What is needed: For the entries below, print exactly the lines between the line holding "filename src/layout/flex.rs" and the line holding "their flex factor.", inclusive, and nothing else.

Source data:
Segment Open

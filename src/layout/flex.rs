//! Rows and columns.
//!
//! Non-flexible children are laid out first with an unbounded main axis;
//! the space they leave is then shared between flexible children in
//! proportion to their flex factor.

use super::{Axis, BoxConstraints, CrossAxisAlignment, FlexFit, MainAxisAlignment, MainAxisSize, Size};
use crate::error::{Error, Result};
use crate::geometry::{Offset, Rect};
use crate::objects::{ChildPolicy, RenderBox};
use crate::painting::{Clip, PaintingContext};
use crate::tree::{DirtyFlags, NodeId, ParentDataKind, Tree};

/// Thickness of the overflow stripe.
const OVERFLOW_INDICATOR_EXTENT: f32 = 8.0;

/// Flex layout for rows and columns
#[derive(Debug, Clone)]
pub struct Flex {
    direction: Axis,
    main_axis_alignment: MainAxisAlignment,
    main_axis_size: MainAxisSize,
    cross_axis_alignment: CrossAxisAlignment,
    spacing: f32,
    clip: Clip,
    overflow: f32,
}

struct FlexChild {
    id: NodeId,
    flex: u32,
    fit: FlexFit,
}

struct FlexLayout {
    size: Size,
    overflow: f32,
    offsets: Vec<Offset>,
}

Segment Closed
Segment Open

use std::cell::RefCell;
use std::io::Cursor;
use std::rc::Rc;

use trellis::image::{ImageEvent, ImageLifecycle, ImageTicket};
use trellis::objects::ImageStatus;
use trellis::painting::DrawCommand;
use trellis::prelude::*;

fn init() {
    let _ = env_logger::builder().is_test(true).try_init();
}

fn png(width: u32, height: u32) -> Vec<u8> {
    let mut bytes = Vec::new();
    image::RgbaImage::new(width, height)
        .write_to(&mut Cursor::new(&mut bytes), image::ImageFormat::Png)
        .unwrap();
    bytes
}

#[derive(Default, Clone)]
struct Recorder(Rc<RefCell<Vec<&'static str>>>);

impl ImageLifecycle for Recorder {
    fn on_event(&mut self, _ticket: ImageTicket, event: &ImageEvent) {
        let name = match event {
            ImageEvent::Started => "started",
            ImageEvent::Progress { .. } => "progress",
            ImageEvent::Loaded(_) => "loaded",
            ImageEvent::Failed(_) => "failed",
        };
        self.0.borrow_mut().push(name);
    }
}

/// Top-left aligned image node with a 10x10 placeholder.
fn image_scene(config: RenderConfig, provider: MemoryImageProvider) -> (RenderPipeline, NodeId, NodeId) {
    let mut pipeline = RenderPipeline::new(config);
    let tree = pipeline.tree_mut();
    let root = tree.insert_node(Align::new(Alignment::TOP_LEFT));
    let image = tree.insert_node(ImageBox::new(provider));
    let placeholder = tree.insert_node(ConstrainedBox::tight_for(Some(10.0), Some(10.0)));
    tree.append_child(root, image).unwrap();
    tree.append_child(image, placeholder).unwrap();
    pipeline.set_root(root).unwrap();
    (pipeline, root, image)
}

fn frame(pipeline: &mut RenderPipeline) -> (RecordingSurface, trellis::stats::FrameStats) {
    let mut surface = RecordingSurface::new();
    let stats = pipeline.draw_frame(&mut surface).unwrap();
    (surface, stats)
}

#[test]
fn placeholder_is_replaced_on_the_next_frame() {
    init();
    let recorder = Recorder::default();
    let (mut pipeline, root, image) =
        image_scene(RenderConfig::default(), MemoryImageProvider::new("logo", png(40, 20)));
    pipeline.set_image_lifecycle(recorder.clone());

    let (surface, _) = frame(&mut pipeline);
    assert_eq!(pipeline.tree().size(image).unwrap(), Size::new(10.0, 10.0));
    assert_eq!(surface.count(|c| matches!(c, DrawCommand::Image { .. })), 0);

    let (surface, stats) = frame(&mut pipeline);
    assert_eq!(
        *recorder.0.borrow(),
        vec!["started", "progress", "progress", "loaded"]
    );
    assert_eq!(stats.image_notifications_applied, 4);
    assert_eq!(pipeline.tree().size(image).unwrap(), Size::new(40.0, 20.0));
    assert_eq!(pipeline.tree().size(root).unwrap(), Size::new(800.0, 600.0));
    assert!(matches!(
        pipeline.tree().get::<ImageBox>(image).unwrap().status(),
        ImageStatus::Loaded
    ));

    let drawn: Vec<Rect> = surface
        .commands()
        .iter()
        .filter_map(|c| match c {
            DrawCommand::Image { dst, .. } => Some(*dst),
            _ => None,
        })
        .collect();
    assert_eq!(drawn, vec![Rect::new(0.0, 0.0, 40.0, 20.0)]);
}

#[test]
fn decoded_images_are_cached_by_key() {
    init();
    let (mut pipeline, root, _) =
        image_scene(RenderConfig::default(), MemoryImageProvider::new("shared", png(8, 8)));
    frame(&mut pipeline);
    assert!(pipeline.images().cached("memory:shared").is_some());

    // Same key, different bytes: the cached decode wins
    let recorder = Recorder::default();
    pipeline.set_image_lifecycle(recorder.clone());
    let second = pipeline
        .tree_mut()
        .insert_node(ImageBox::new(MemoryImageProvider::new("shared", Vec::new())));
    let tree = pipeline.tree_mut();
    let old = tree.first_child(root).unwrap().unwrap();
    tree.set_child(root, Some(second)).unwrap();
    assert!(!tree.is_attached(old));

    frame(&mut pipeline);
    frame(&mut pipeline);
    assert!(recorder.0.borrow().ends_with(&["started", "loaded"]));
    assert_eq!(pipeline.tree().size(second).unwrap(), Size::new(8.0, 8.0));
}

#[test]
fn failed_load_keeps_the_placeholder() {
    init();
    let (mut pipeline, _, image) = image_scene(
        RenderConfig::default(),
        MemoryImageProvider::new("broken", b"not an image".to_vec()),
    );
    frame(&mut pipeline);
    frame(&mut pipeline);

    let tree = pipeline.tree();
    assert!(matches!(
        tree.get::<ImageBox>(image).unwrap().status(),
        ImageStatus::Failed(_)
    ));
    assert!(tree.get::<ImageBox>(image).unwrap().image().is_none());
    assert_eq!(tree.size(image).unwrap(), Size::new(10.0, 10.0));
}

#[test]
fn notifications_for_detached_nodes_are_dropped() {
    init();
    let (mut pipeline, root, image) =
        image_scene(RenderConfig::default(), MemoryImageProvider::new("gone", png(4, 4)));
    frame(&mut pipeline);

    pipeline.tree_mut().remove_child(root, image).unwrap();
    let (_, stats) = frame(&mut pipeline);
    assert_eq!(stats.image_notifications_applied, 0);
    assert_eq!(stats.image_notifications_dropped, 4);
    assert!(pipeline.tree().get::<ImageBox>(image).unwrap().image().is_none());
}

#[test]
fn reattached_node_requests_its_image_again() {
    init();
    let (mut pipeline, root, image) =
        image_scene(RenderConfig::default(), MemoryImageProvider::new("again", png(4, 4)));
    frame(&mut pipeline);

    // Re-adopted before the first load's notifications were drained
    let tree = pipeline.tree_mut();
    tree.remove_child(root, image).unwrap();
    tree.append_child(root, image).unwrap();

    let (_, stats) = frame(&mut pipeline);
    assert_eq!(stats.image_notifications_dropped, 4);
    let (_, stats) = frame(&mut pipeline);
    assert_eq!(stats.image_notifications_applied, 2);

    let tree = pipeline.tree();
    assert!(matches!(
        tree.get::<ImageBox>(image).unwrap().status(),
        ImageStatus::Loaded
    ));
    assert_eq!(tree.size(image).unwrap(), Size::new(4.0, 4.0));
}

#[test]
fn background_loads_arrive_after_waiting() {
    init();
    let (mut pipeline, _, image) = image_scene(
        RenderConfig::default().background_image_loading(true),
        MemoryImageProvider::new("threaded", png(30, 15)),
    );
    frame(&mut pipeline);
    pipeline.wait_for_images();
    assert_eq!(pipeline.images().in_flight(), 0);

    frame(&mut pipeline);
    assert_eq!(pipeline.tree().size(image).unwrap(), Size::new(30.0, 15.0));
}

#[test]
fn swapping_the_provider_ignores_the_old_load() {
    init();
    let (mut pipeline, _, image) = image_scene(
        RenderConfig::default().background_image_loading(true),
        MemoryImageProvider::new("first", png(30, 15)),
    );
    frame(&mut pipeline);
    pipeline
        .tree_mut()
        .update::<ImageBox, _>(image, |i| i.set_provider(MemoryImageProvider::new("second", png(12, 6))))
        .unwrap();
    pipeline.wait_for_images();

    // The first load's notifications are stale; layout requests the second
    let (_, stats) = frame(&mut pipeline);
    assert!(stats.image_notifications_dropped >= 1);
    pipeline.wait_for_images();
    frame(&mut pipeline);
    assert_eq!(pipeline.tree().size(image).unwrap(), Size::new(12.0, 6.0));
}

Segment Closed

Exercise result:
filename src/layout/flex.rs
//! Rows and columns.
//!
//! Non-flexible children are laid out first with an unbounded main axis;
//! the space they leave is then shared between flexible children in
//! proportion to their flex factor.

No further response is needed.